Filed Pursuant to Rule 424(b)(3)
Registration Statement No. 333-41629
Prospectus Supplement No. 1 Dated July 28, 1998
to
Prospectus Dated May 1, 1998
Kasper A.S.L., Ltd.
This Prospectus Supplement supplements the Prospectus dated May 1,
1998 of Kasper A.S.L., Ltd. (the "Company"). This Prospectus Supplement should
be read in conjunction with the Prospectus, and is qualified in its entirety by
reference to the Prospectus except to the extent that the information herein
contained supersedes the information contained in the Prospectus. Capitalized
terms that are not otherwise defined herein shall have the meanings ascribed to
them in the Prospectus.
The Company has been advised of two entities (each of whom has filed a
Schedule 13G) that own beneficially more than five percent (5%) of the Company's
Common Stock. Whippoorwill Associates, Inc. ("Whippoorwill"), located at 11
Martine Avenue, White Plains, New York 10606, reported in its Schedule 13G that
it beneficially owns 813,909 shares of the Company's Common Stock, or 12% of the
outstanding Common Stock, over which it has shared voting and dispositive power.

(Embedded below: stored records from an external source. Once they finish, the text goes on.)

//! Tabular and structured projection
//!
//! **Two passes over the buffered record set:**
//! 1. Discover the column set: fixed columns, then every entity type seen in
//!    any record (section types excluded, sorted by raw type name), then the
//!    status column
//! 2. Emit one row per record against that header
//!
//! Rows are never streamed during merging; the header depends on the whole
//! corpus.
//!
//! An entity column whose header collides with an earlier header is suffixed
//! ` (2)`, ` (3)`, ... Fixed columns sharing a header is a configuration error.
//!
//! **Encoding:** every field quoted, comma separated, one record per line.
//! Multiple values in one cell (and `sources`) are joined with `||`.

use agm_common::config::{ColumnsConfig, PolicyConfig};
use std::collections::{BTreeSet, HashSet};
use std::io::Write;

use crate::error::{IntegrationError, IntegrationResult};
use crate::models::IntegratedRecord;

/// Delimiter between values sharing one cell
pub const MULTI_VALUE_DELIMITER: &str = "||";

const ID_FIELD: &str = "id";
const INSTANCE_FIELD: &str = "instanceID";
const TEXT_FIELD: &str = "cleaned_text";
const SOURCES_FIELD: &str = "sources";
const STATUS_FIELD: &str = "status";

/// Column set fixed for one run
#[derive(Debug, Clone, PartialEq, Eq)]
pub struct TableSchema {
    /// External headers in output order
    pub headers: Vec<String>,
    /// Raw entity types backing the dynamic columns, in output order
    pub entity_types: Vec<String>,
}

/// Tabular Projector
#[derive(Debug, Clone)]
pub struct TabularProjector {
    columns: ColumnsConfig,
    policy: PolicyConfig,
}

impl TabularProjector {
    pub fn new(columns: ColumnsConfig, policy: PolicyConfig) -> Self {
        Self { columns, policy }
    }

    /// Pass 1: discover the column set from every record
    pub fn schema(&self, records: &[IntegratedRecord]) -> TableSchema {
        let entity_types: BTreeSet<&str> = records
            .iter()
            .flat_map(|r| r.record.entities.keys())
            .map(String::as_str)
            .filter(|t| !self.policy.is_section_type(t))
            .collect();
        let entity_types: Vec<String> = entity_types.into_iter().map(str::to_string).collect();

        let mut headers = vec![
            self.columns.header_for(ID_FIELD),
            self.columns.header_for(INSTANCE_FIELD),
            self.columns.header_for(TEXT_FIELD),
            self.columns.header_for(SOURCES_FIELD),
        ];
        let status = self.columns.header_for(STATUS_FIELD);

        let mut taken: HashSet<String> = headers.iter().cloned().collect();
        taken.insert(status.clone());
        for entity_type in &entity_types {
            let base = self.columns.header_for(entity_type);
            let mut header = base.clone();
            let mut n = 2;
            while taken.contains(&header) {
                header = format!("{} ({})", base, n);
                n += 1;
            }
            if header != base {
                tracing::warn!(
                    entity_type = %entity_type,
                    header = %header,
                    "Entity column header collides with another column, renamed"
                );
            }
            taken.insert(header.clone());
            headers.push(header);
        }
        headers.push(status);

        TableSchema {
            headers,
            entity_types,
        }
    }

    /// First header that appears more than once
    pub fn duplicate_header(schema: &TableSchema) -> Option<&str> {
        let mut seen = HashSet::new();
        schema
            .headers
            .iter()
            .find(|h| !seen.insert(h.as_str()))
            .map(String::as_str)
    }

    /// Pass 2 for one record: cells in header order
    pub fn row(&self, schema: &TableSchema, record: &IntegratedRecord) -> Vec<String> {
        let merged = &record.record;
        let mut row = vec![
            merged.id.clone(),
            merged.instance_id.clone().unwrap_or_default(),
            merged.cleaned_text.clone(),
            merged.sources.join(MULTI_VALUE_DELIMITER),
        ];
        row.extend(schema.entity_types.iter().map(|entity_type| {
            merged
                .values_for(entity_type)
                .collect::<Vec<_>>()
                .join(MULTI_VALUE_DELIMITER)
        }));
        row.push(record.status.clone());
        row
    }

    /// Write the fully quoted table, header first
    ///
    /// Returns the schema that was written. A repeated header is a
    /// `DuplicateColumn`; a row whose width differs from the header is a
    /// `SchemaInconsistency`.
    pub fn write_csv<W: Write>(
        &self,
        records: &[IntegratedRecord],
        writer: W,
    ) -> IntegrationResult<TableSchema> {
        let schema = self.schema(records);
        if let Some(header) = Self::duplicate_header(&schema) {
            return Err(IntegrationError::DuplicateColumn {
                header: header.to_string(),
            });
        }
        let mut csv_writer = csv::WriterBuilder::new()
            .quote_style(csv::QuoteStyle::Always)
            .terminator(csv::Terminator::Any(b'\n'))
            .from_writer(writer);

        csv_writer.write_record(&schema.headers)?;
        for record in records {
            let row = self.row(&schema, record);
            if row.len() != schema.headers.len() {
                return Err(IntegrationError::SchemaInconsistency {
                    record_id: record.record.id.clone(),
                    expected: schema.headers.len(),
                    found: row.len(),
                });
            }
            csv_writer.write_record(&row)?;
        }
        csv_writer.flush()?;

        tracing::debug!(
            columns = schema.headers.len(),
            entity_columns = schema.entity_types.len(),
            rows = records.len(),
            "Table written"
        );
        Ok(schema)
    }

    /// Write one structured JSON object per record
    pub fn write_jsonl<W: Write>(records: &[IntegratedRecord], mut writer: W) -> IntegrationResult<()> {
        for record in records {
            serde_json::to_writer(&mut writer, record)?;
            writer.write_all(b"\n")?;
        }
        writer.flush()?;
        Ok(())
    }
}

#[cfg(test)]
mod tests {
    use super::*;
    use crate::models::{EntityMap, MergedRecord};

    fn record(id: &str, entities: &[(&str, &[&str])], status: &str) -> IntegratedRecord {
        let mut map = EntityMap::new();
        for (entity_type, values) in entities {
            map.insert(
                entity_type.to_string(),
                values.iter().map(|v| v.to_string()).collect(),
            );
        }
        IntegratedRecord {
            record: MergedRecord {
                id: id.to_string(),
                instance_id: None,
                cleaned_text: format!("{} text", id),
                entities: map,
                sources: vec![format!("{}-001.jpeg", id), format!("{}-002.jpeg", id)],
                has_existing_metadata: false,
            },
            status: status.to_string(),
        }
    }

    fn projector() -> TabularProjector {
        TabularProjector::new(ColumnsConfig::default(), PolicyConfig::default())
    }

    fn render(records: &[IntegratedRecord]) -> String {
        let mut out = Vec::new();
        projector().write_csv(records, &mut out).unwrap();
        String::from_utf8(out).unwrap()
    }

    #[test]
    fn test_schema_orders_fixed_dynamic_status() {
        let records = vec![
            record("A1", &[("Publisher", &["HJ"]), ("Designer", &["Jane"])], "r"),
            record("A2", &[("Artist", &["Kei"]), ("safety_warning", &["Small parts"])], "r"),
        ];

        let schema = projector().schema(&records);
        assert_eq!(
            schema.headers,
            vec![
                "id",
                "o:id",
                "dcterms:description",
                "sources",
                "Artist",
                "Designer",
                "Publisher",
                "review_status"
            ]
        );
        assert_eq!(schema.entity_types, vec!["Artist", "Designer", "Publisher"]);
    }

    #[test]
    fn test_section_types_excluded_case_insensitively() {
        let records = vec![record("A1", &[("Credit", &["x"]), ("RULES", &["y"])], "r")];
        let schema = projector().schema(&records);
        assert_eq!(schema.entity_types, vec!["RULES"]);
    }

    #[test]
    fn test_every_row_has_every_column() {
        let records = vec![
            record("A1", &[("Designer", &["Jane", "Amir"])], "review"),
            record("A2", &[("Publisher", &["HJ"])], ""),
        ];

        let csv = render(&records);
        let lines: Vec<&str> = csv.lines().collect();
        assert_eq!(lines.len(), 3);
        assert_eq!(
            lines[0],
            r#""id","o:id","dcterms:description","sources","Designer","Publisher","review_status""#
        );
        assert_eq!(
            lines[1],
            r#""A1","","A1 text","A1-001.jpeg||A1-002.jpeg","Jane||Amir","","review""#
        );
        assert_eq!(
            lines[2],
            r#""A2","","A2 text","A2-001.jpeg||A2-002.jpeg","","HJ","""#
        );
    }

    #[test]
    fn test_embedded_delimiters_stay_inside_quotes() {
        let mut rec = record("A1", &[("Title", &["Go, \"Fast\""])], "r");
        rec.record.cleaned_text = "line one\nline two".to_string();

        let mut out = Vec::new();
        projector().write_csv(&[rec], &mut out).unwrap();

        let mut reader = csv::ReaderBuilder::new().from_reader(out.as_slice());
        let row = reader.records().next().unwrap().unwrap();
        assert_eq!(&row[2], "line one\nline two");
        assert_eq!(&row[4], "Go, \"Fast\"");
    }

    #[test]
    fn test_empty_corpus_writes_header_only() {
        let csv = render(&[]);
        assert_eq!(
            csv,
            "\"id\",\"o:id\",\"dcterms:description\",\"sources\",\"review_status\"\n"
        );
    }

    #[test]
    fn test_jsonl_keeps_entity_mapping_and_unicode() {
        let records = vec![record("A1", &[("Designer", &["ジェーン"])], "要確認")];
        let mut out = Vec::new();
        TabularProjector::write_jsonl(&records, &mut out).unwrap();

        let text = String::from_utf8(out).unwrap();
        assert!(text.ends_with('\n'));
        assert!(text.contains("ジェーン"));
        let value: serde_json::Value = serde_json::from_str(text.trim()).unwrap();
        assert_eq!(value["entities"]["Designer"], serde_json::json!(["ジェーン"]));
        assert_eq!(value["status"], "要確認");
    }

    #[test]
    fn test_entity_types_named_like_fixed_columns_get_distinct_headers() {
        let records = vec![record(
            "A1",
            &[("id", &["X-1"]), ("sources", &["box"]), ("status", &["sealed"])],
            "review",
        )];

        let schema = projector().schema(&records);
        assert_eq!(
            schema.headers,
            vec![
                "id",
                "o:id",
                "dcterms:description",
                "sources",
                "id (2)",
                "sources (2)",
                "review_status (2)",
                "review_status",
            ]
        );
        assert_eq!(TabularProjector::duplicate_header(&schema), None);

        let text = render(&records);
        assert!(text.contains(r#""X-1","box","sealed","review""#));
    }

    #[test]
    fn test_fixed_columns_sharing_a_header_is_rejected() {
        let mut columns = ColumnsConfig::default();
        columns.overrides.insert("id".to_string(), "o:id".to_string());
        let projector = TabularProjector::new(columns, PolicyConfig::default());

        let mut out = Vec::new();
        let err = projector
            .write_csv(&[record("A1", &[], "review")], &mut out)
            .unwrap_err();
        assert!(matches!(err, IntegrationError::DuplicateColumn { header } if header == "o:id"));
    }
}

Whippoorwill is a registered investment advisor and has discretionary authority
with respect to the investments of, and acts as agent for, its clients.
Whippoorwill has stated that the filing of its Schedule 13G should not be
construed as an admission that Whippoorwill (or any of its principals) is the
beneficial owner of such shares. Blue Ridge Limited Partnership, located at 660
Madison Avenue, New York, New York 10021, reported in its Schedule 13G that it
beneficially owns 360,000 shares of the Company's Common Stock, or 5.3% of the
outstanding Common Stock, over which it has shared voting and dispositive power.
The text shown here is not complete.